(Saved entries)

=====

/**
 * ANALYTICS PIPELINES - Transformations pures vers les structures graphiques
 *
 * RÔLE :
 * Ce module regroupe les pipelines qui transforment les collections plates
 * (machines, emplacements, alertes, échantillons d'usage) en structures
 * prêtes pour les visualisations du dashboard.
 *
 * FONCTIONNEMENT :
 * - tally = répartition par statut (machines) et par type (alertes)
 * - filters = cascade campus → emplacement → machine
 * - usage = grille d'utilisation 7 jours x 24 heures
 * - ranking = table de performance des baux, triée et tronquée
 * - kpi = rollup des indicateurs (en ligne, uptime moyen, erreurs, score santé)
 *
 * CONTRAT COMMUN :
 * ✅ Fonctions pures : mêmes entrées ⇒ mêmes sorties, aucun état caché
 * ✅ Défensives : entrée vide ou malformée ⇒ résultat vide explicite, jamais
 *    d'erreur remontée, jamais de NaN ni de division par zéro
 */

pub mod filters;
pub mod kpi;
pub mod ranking;
pub mod tally;
pub mod usage;

pub use filters::{filter_locations, filter_machines, FleetFilter, Pick};
pub use kpi::{kpi_rollup, KpiSummary};
pub use ranking::{lease_rows, rank_leases, LeaseMetric, LeaseRow, SortKey, MAX_TABLE_ROWS};
pub use tally::{alert_tally, status_style, status_tally, AlertSlice, StatusSlice};
pub use usage::{usage_grid, UsageGrid, DAYS};
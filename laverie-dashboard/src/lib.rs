pub mod analytics;
pub mod cache;
pub mod channel;
pub mod config;
pub mod export;
pub mod health;
pub mod models;
pub mod refresh;
pub mod registry;

use parking_lot::Mutex;
use std::sync::Arc;

pub type Shared<T> = Arc<Mutex<T>>;

pub fn new_state<T>(value: T) -> Shared<T> {
    Arc::new(Mutex::new(value))
}
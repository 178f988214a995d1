use crate::models::UsageSample;
use serde::Serialize;

/// Jours calendaires, dimanche en tête, dans l'ordre des lignes de la grille.
pub const DAYS: [&str; 7] = [
    "Sunday",
    "Monday",
    "Tuesday",
    "Wednesday",
    "Thursday",
    "Friday",
    "Saturday",
];

pub const HOURS_PER_DAY: usize = 24;

/// Grille d'utilisation 7 jours x 24 heures, toujours complète : chaque
/// cellule est définie, zéro par défaut, quelle que soit la densité des
/// échantillons d'entrée.
#[derive(Debug, Clone, PartialEq, Serialize)]
pub struct UsageGrid {
    cells: [[f64; HOURS_PER_DAY]; 7],
}

impl UsageGrid {
    pub fn zeroed() -> Self {
        Self {
            cells: [[0.0; HOURS_PER_DAY]; 7],
        }
    }

    pub fn cell(&self, day: usize, hour: usize) -> f64 {
        self.cells[day][hour]
    }

    pub fn rows(&self) -> &[[f64; HOURS_PER_DAY]; 7] {
        &self.cells
    }

    pub fn day_label(day: usize) -> &'static str {
        DAYS[day]
    }
}

fn day_index(label: &str) -> Option<usize> {
    DAYS.iter()
        .position(|d| d.eq_ignore_ascii_case(label.trim()))
}

/// Construit la grille jour x heure pour le filtre d'emplacement donné
/// (None = tous les emplacements).
///
/// Politique de fusion : la première écriture d'une cellule assigne la
/// valeur ; toute écriture suivante moyenne la valeur existante avec
/// l'entrante, soit (cellule + valeur) / 2. C'est une moyenne par paires
/// successives, PAS la moyenne vraie de toutes les contributions — le
/// comportement documenté est conservé tel quel.
///
/// Échantillons défensifs : jour inconnu, heure hors 0-23 ou valeur non
/// finie ⇒ échantillon ignoré ; valeur bornée à 0-100.
pub fn usage_grid(samples: &[UsageSample], location: Option<&str>) -> UsageGrid {
    let mut grid = UsageGrid::zeroed();
    let mut written = [[false; HOURS_PER_DAY]; 7];

    for sample in samples {
        if let Some(wanted) = location {
            match sample.location.as_deref() {
                Some(label) if label == wanted => {}
                _ => continue,
            }
        }

        let Some(day) = day_index(&sample.day) else {
            continue;
        };
        let hour = sample.hour as usize;
        if hour >= HOURS_PER_DAY || !sample.value.is_finite() {
            continue;
        }
        let value = sample.value.clamp(0.0, 100.0);

        if written[day][hour] {
            grid.cells[day][hour] = (grid.cells[day][hour] + value) / 2.0;
        } else {
            grid.cells[day][hour] = value;
            written[day][hour] = true;
        }
    }

    grid
}
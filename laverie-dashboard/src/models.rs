use serde::{Deserialize, Deserializer, Serialize};
use std::fmt;
use time::OffsetDateTime;

/// Statut canonique d'une machine, résolu une seule fois à l'ingestion.
/// Le backend renvoie soit une chaîne, soit un objet legacy { statusId }.
#[derive(Debug, Clone, Copy, PartialEq, Eq, Hash, Serialize, Deserialize, Default)]
#[serde(rename_all = "SCREAMING_SNAKE_CASE")]
pub enum MachineStatus {
    Available,
    InUse,
    MaintenanceRequired,
    Offline,
    Error,
    #[default]
    Unknown,
}

impl MachineStatus {
    /// Tous les statuts, dans l'ordre d'affichage des graphiques.
    pub const ALL: [MachineStatus; 6] = [
        MachineStatus::Available,
        MachineStatus::InUse,
        MachineStatus::MaintenanceRequired,
        MachineStatus::Offline,
        MachineStatus::Error,
        MachineStatus::Unknown,
    ];

    /// Mappe un libellé backend (ou legacy texte libre) vers le statut canonique.
    pub fn from_label(label: &str) -> Self {
        match label.trim().to_ascii_uppercase().as_str() {
            "AVAILABLE" => MachineStatus::Available,
            "IN_USE" => MachineStatus::InUse,
            "MAINTENANCE_REQUIRED" => MachineStatus::MaintenanceRequired,
            "OFFLINE" => MachineStatus::Offline,
            "ERROR" => MachineStatus::Error,
            _ => MachineStatus::Unknown,
        }
    }
}

/// Forme brute du champ statut côté wire : chaîne simple ou objet legacy.
#[derive(Debug, Clone, Deserialize)]
#[serde(untagged)]
pub enum RawStatus {
    Simple(String),
    Legacy {
        #[serde(rename = "statusId")]
        status_id: String,
    },
}

impl RawStatus {
    pub fn resolve(&self) -> MachineStatus {
        match self {
            RawStatus::Simple(s) => MachineStatus::from_label(s),
            RawStatus::Legacy { status_id } => MachineStatus::from_label(status_id),
        }
    }
}

/// Désérialisation défensive du statut : toute forme inattendue retombe sur Unknown.
fn de_status<'de, D>(deserializer: D) -> Result<MachineStatus, D::Error>
where
    D: Deserializer<'de>,
{
    let value = serde_json::Value::deserialize(deserializer)?;
    Ok(match serde_json::from_value::<RawStatus>(value) {
        Ok(raw) => raw.resolve(),
        Err(_) => MachineStatus::Unknown,
    })
}

#[derive(Debug, Clone, Serialize, Deserialize, Default)]
#[serde(rename_all = "camelCase")]
pub struct MachineMetrics {
    /// Pourcentage de disponibilité 0-100
    #[serde(default)]
    pub uptime: f64,
    #[serde(default)]
    pub errors: u64,
    #[serde(default)]
    pub cycles: u64,
}

#[derive(Debug, Clone, Serialize, Deserialize)]
#[serde(rename_all = "camelCase")]
pub struct Machine {
    pub id: String,
    #[serde(default)]
    pub name: String,
    #[serde(default)]
    pub location_id: String,
    #[serde(default, deserialize_with = "de_status")]
    pub status: MachineStatus,
    #[serde(default)]
    pub metrics: MachineMetrics,
    #[serde(default, with = "time::serde::rfc3339::option")]
    pub last_ping: Option<OffsetDateTime>,
}

#[derive(Debug, Clone, Serialize, Deserialize)]
#[serde(rename_all = "camelCase")]
pub struct Location {
    pub id: String,
    /// Nom composite "<campus> - <emplacement>"
    #[serde(default)]
    pub name: String,
    #[serde(default)]
    pub address: String,
    #[serde(default)]
    pub status: String,
    #[serde(default)]
    pub timezone: String,
}

impl Location {
    pub fn split_name(&self) -> LocationName {
        LocationName::parse(&self.name)
    }
}

/// Décomposition du nom composite d'un emplacement.
/// Le découpage se fait sur le PREMIER " - " : la partie emplacement peut
/// elle-même contenir des tirets.
#[derive(Debug, Clone, PartialEq, Eq, Serialize)]
pub struct LocationName {
    pub campus: String,
    pub location: String,
}

impl LocationName {
    pub fn parse(name: &str) -> Self {
        match name.split_once(" - ") {
            Some((campus, location)) => Self {
                campus: campus.to_string(),
                location: location.to_string(),
            },
            None => Self {
                campus: name.to_string(),
                location: String::new(),
            },
        }
    }
}

impl fmt::Display for LocationName {
    fn fmt(&self, f: &mut fmt::Formatter<'_>) -> fmt::Result {
        if self.location.is_empty() {
            write!(f, "{}", self.campus)
        } else {
            write!(f, "{} - {}", self.campus, self.location)
        }
    }
}

#[derive(Debug, Clone, Copy, PartialEq, Eq, Hash, Serialize, Deserialize)]
#[serde(rename_all = "lowercase")]
pub enum AlertKind {
    Error,
    Warning,
    Info,
}

#[derive(Debug, Clone, Copy, PartialEq, Eq, Serialize, Deserialize)]
#[serde(rename_all = "lowercase")]
pub enum AlertState {
    Active,
    Cleared,
}

#[derive(Debug, Clone, Serialize, Deserialize)]
#[serde(rename_all = "camelCase")]
pub struct Alert {
    pub id: String,
    #[serde(default)]
    pub machine_id: String,
    #[serde(rename = "type")]
    pub kind: AlertKind,
    pub status: AlertState,
    #[serde(default)]
    pub message: String,
    #[serde(default, with = "time::serde::rfc3339::option")]
    pub created_at: Option<OffsetDateTime>,
}

/// Échantillon d'utilisation horaire remonté par le backend.
#[derive(Debug, Clone, Serialize, Deserialize)]
#[serde(rename_all = "camelCase")]
pub struct UsageSample {
    /// Jour de la semaine en toutes lettres ("Sunday".."Saturday")
    pub day: String,
    /// Heure 0-23
    pub hour: u8,
    /// Pourcentage d'utilisation 0-100
    pub value: f64,
    #[serde(default)]
    pub location: Option<String>,
}

/// Message entrant du canal événements. Le canal le traite comme opaque :
/// il est transmis tel quel à chaque handler, seuls les consommateurs
/// interprètent `kind`.
#[derive(Debug, Clone, Serialize, Deserialize)]
pub struct InboundMessage {
    #[serde(rename = "type")]
    pub kind: String,
    #[serde(default)]
    pub payload: serde_json::Value,
}

#[cfg(test)]
mod tests {
    use super::*;

    #[test]
    fn test_split_location_name() {
        let name = LocationName::parse("North Campus - Building 4 Laundry");
        assert_eq!(name.campus, "North Campus");
        assert_eq!(name.location, "Building 4 Laundry");
    }

    #[test]
    fn test_split_keeps_dashes_in_location_part() {
        let name = LocationName::parse("East - Hall B - 2nd floor");
        assert_eq!(name.campus, "East");
        assert_eq!(name.location, "Hall B - 2nd floor");
    }

    #[test]
    fn test_split_rejoin_roundtrip() {
        for original in ["North Campus - Building 4 Laundry", "A - B", "Sud - Résidence 12"] {
            let split = LocationName::parse(original);
            assert_eq!(split.to_string(), original);
            // re-découper le résultat redonne la même paire
            assert_eq!(LocationName::parse(&split.to_string()), split);
        }
    }

    #[test]
    fn test_split_without_separator() {
        let name = LocationName::parse("Campus Central");
        assert_eq!(name.campus, "Campus Central");
        assert_eq!(name.location, "");
        assert_eq!(name.to_string(), "Campus Central");
    }

    #[test]
    fn test_status_from_label() {
        assert_eq!(MachineStatus::from_label("AVAILABLE"), MachineStatus::Available);
        assert_eq!(MachineStatus::from_label("in_use"), MachineStatus::InUse);
        assert_eq!(MachineStatus::from_label("hors service"), MachineStatus::Unknown);
    }

    #[test]
    fn test_machine_legacy_status_object() {
        let machine: Machine = serde_json::from_str(
            r#"{"id":"m1","status":{"statusId":"MAINTENANCE_REQUIRED"}}"#,
        )
        .unwrap();
        assert_eq!(machine.status, MachineStatus::MaintenanceRequired);
    }

    #[test]
    fn test_machine_status_shape_mismatch_falls_back_to_unknown() {
        // objet sans statusId
        let machine: Machine =
            serde_json::from_str(r#"{"id":"m1","status":{"code":3}}"#).unwrap();
        assert_eq!(machine.status, MachineStatus::Unknown);

        // statut numérique inattendu
        let machine: Machine = serde_json::from_str(r#"{"id":"m2","status":7}"#).unwrap();
        assert_eq!(machine.status, MachineStatus::Unknown);

        // champ absent
        let machine: Machine = serde_json::from_str(r#"{"id":"m3"}"#).unwrap();
        assert_eq!(machine.status, MachineStatus::Unknown);
    }

    #[test]
    fn test_machine_metrics_default_to_zero() {
        let machine: Machine =
            serde_json::from_str(r#"{"id":"m1","status":"AVAILABLE"}"#).unwrap();
        assert_eq!(machine.metrics.errors, 0);
        assert_eq!(machine.metrics.cycles, 0);
        assert_eq!(machine.metrics.uptime, 0.0);
    }

    #[test]
    fn test_inbound_message_parsing() {
        let msg: InboundMessage =
            serde_json::from_str(r#"{"type":"machine_update","payload":{"machineId":"m1"}}"#)
                .unwrap();
        assert_eq!(msg.kind, "machine_update");
        assert_eq!(msg.payload["machineId"], "m1");
    }
}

=====

• [WHAT IS EXPECTED] The lines from the top of the data above down to the line containing "pub mod analytics;" are to be copied exactly; no other line should appear.

• [RESULT]
/**
 * ANALYTICS PIPELINES - Transformations pures vers les structures graphiques
 *
 * RÔLE :
 * Ce module regroupe les pipelines qui transforment les collections plates
 * (machines, emplacements, alertes, échantillons d'usage) en structures
 * prêtes pour les visualisations du dashboard.
 *
 * FONCTIONNEMENT :
 * - tally = répartition par statut (machines) et par type (alertes)
 * - filters = cascade campus → emplacement → machine
 * - usage = grille d'utilisation 7 jours x 24 heures
 * - ranking = table de performance des baux, triée et tronquée
 * - kpi = rollup des indicateurs (en ligne, uptime moyen, erreurs, score santé)
 *
 * CONTRAT COMMUN :
 * ✅ Fonctions pures : mêmes entrées ⇒ mêmes sorties, aucun état caché
 * ✅ Défensives : entrée vide ou malformée ⇒ résultat vide explicite, jamais
 *    d'erreur remontée, jamais de NaN ni de division par zéro
 */

pub mod filters;
pub mod kpi;
pub mod ranking;
pub mod tally;
pub mod usage;

pub use filters::{filter_locations, filter_machines, FleetFilter, Pick};
pub use kpi::{kpi_rollup, KpiSummary};
pub use ranking::{lease_rows, rank_leases, LeaseMetric, LeaseRow, SortKey, MAX_TABLE_ROWS};
pub use tally::{alert_tally, status_style, status_tally, AlertSlice, StatusSlice};
pub use usage::{usage_grid, UsageGrid, DAYS};
filename laverie-dashboard/src/lib.rs
pub mod analytics;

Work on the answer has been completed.